MATERIAL PROVIDED:
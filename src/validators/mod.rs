pub mod controller;

pub use controller::ValidatorsController;
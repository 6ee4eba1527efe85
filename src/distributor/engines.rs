//! Position engines: convert a recognized pool's opaque state into holder
//! balances at a fixed block.

use async_trait::async_trait;
use tracing::info;

use crate::prelude::*;
use crate::sources::pools::PoolsSource;
use crate::sources::protocol::ProtocolSource;

/// Seam between the allocator and the upstream position data. One
/// implementation reads subgraphs; tests substitute fixed maps.
#[async_trait]
pub trait PositionSource: Send + Sync {
    async fn balances(&self, kind: &PoolKind, range: &BlockRange) -> Result<Balances, Error>;
}

pub struct Engines {
    protocol: ProtocolSource,
    pools: PoolsSource,
}

impl Engines {
    pub fn new(protocol: ProtocolSource, pools: PoolsSource) -> Self {
        Self { protocol, pools }
    }
}

#[async_trait]
impl PositionSource for Engines {
    async fn balances(&self, kind: &PoolKind, range: &BlockRange) -> Result<Balances, Error> {
        match kind {
            PoolKind::ConcentratedLiquidity { pool } => {
                info!(%pool, "fetching active liquidity positions");
                self.pools.active_liquidity(*pool, range.to_block).await
            }
            PoolKind::ConcentratedLiquidityRange {
                pool,
                tick_lower,
                tick_upper,
            } => {
                info!(%pool, tick_lower, tick_upper, "fetching range liquidity positions");
                self.pools
                    .range_liquidity(*pool, *tick_lower as i64, *tick_upper as i64, range.to_block)
                    .await
            }
            PoolKind::SingleToken { pool, token } => {
                info!(%pool, %token, "fetching single token balances");
                self.pools
                    .single_token_balances(*pool, *token, range.to_block)
                    .await
            }
            PoolKind::LendingShares { ctoken } => {
                info!(%ctoken, "fetching lending supplier points");
                self.protocol.lending_points(*ctoken, range).await
            }
            PoolKind::TokenTimeWeighted { token } => {
                info!(%token, "fetching token holder points");
                self.protocol.token_points(*token, range).await
            }
        }
    }
}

REQUIREMENT: Each line of the entries above that has the word "ProtocolSource" is to be copied.

TASK SOLUTION:
use crate::sources::protocol::ProtocolSource;
    protocol: ProtocolSource,
    pub fn new(protocol: ProtocolSource, pools: PoolsSource) -> Self {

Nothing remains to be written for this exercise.